- _BRIEF_
Work through the material below and tally the lines holding "AnalysisError"; only the tally should be returned.

[Opening TASK MATERIAL section]

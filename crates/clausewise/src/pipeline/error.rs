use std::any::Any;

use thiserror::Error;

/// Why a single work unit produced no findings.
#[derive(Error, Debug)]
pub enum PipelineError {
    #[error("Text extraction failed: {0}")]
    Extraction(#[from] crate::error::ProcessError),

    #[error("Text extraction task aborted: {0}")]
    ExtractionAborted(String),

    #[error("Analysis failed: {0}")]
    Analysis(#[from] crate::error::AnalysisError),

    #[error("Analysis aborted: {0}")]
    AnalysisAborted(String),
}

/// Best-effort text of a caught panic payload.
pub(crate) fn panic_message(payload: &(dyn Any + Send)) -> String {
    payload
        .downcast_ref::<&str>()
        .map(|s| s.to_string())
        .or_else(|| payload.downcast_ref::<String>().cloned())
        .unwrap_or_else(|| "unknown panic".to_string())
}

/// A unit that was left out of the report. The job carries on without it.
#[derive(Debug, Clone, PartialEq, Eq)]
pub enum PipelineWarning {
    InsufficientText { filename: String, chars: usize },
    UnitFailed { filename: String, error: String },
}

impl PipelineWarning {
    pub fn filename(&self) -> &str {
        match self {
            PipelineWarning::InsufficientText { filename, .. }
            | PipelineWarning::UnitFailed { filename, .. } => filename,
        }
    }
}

[Closing TASK MATERIAL section]
[Opening TASK MATERIAL section]

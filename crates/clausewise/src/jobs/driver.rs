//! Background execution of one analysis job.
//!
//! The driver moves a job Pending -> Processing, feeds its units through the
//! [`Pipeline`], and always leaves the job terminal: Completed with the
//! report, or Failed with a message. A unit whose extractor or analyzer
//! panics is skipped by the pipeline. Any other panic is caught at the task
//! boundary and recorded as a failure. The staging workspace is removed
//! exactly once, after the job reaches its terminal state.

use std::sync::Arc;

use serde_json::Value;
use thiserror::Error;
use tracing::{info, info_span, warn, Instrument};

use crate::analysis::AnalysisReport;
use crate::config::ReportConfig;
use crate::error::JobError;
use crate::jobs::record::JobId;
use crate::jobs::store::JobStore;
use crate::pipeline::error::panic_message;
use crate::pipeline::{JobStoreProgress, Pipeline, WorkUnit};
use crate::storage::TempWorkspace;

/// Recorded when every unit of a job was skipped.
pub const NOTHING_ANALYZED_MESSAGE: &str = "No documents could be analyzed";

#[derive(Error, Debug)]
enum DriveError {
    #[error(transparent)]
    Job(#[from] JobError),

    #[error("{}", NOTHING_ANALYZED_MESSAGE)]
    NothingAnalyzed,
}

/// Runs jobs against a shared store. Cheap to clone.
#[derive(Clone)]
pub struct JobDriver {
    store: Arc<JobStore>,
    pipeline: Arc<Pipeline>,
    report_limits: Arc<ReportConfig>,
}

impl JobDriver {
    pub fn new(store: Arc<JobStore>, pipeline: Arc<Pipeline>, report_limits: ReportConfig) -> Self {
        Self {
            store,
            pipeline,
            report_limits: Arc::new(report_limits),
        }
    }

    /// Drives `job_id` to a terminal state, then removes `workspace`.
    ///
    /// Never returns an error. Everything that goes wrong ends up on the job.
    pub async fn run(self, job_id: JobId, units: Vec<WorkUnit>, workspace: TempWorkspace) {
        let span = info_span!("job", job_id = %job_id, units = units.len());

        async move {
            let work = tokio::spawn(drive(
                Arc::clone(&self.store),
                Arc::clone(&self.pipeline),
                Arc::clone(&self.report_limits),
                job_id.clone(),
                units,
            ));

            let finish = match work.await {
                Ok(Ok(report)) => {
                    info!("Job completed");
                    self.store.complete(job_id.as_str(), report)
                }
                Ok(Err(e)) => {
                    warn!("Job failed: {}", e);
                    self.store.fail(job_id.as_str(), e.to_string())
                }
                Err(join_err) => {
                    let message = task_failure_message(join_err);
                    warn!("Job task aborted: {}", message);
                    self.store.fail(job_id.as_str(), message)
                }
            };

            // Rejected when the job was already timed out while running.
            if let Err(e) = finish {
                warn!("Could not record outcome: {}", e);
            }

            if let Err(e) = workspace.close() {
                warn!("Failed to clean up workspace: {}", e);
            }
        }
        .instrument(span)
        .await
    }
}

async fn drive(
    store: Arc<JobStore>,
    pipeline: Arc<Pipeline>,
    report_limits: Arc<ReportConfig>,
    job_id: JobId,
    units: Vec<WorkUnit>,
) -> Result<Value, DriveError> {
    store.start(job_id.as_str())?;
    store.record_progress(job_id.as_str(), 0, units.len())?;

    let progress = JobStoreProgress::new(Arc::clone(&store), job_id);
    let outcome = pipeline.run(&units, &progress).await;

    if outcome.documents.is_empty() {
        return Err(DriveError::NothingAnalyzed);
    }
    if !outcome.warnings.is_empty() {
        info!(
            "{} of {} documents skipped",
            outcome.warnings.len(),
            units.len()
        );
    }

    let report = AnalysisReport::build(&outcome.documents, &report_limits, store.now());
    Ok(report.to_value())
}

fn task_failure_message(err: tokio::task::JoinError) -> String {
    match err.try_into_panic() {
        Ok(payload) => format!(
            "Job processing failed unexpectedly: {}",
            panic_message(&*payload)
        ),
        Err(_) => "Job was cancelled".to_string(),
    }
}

[Closing TASK MATERIAL section]
[Opening TASK MATERIAL section]

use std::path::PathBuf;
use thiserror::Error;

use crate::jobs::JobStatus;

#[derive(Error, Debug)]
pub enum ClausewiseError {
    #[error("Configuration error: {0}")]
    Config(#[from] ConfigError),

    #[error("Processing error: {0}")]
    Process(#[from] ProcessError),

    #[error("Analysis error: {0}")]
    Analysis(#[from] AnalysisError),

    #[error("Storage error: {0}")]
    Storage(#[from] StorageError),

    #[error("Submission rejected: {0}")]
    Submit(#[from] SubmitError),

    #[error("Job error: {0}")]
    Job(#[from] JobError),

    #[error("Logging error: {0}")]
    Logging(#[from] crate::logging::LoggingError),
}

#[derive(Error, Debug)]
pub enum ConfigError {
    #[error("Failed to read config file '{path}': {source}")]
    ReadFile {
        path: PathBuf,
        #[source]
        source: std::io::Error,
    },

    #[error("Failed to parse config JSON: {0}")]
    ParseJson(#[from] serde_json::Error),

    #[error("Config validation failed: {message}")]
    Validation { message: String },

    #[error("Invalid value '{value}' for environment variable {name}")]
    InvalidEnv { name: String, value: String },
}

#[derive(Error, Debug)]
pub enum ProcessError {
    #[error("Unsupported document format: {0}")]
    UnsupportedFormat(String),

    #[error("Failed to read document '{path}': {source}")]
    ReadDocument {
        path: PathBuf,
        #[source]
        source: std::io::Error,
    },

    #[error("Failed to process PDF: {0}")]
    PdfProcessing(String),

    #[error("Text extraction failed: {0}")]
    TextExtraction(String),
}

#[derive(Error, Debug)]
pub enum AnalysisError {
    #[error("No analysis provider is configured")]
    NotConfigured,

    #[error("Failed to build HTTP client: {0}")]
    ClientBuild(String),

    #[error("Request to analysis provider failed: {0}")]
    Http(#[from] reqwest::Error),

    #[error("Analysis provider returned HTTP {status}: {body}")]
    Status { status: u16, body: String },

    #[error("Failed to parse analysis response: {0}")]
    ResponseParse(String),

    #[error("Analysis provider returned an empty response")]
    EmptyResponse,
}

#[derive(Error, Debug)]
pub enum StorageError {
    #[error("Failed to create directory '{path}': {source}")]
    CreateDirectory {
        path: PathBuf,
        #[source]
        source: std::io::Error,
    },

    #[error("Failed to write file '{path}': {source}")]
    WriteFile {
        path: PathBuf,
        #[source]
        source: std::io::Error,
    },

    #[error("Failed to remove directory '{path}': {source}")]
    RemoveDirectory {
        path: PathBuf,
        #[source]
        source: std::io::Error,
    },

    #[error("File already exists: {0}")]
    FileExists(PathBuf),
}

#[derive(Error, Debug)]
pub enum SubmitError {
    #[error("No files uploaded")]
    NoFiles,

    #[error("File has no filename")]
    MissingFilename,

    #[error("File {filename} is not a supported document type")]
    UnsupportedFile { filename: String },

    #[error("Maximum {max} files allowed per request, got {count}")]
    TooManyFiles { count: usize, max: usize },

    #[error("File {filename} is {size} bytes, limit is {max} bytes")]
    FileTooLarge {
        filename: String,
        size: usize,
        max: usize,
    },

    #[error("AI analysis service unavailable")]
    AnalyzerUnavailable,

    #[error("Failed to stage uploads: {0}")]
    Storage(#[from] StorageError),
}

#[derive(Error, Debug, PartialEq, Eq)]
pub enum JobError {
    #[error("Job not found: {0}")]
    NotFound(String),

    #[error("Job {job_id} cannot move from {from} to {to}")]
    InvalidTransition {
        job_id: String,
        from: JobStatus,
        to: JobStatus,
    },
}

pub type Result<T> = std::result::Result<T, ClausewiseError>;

[Closing TASK MATERIAL section]

- _SOLUTION_
3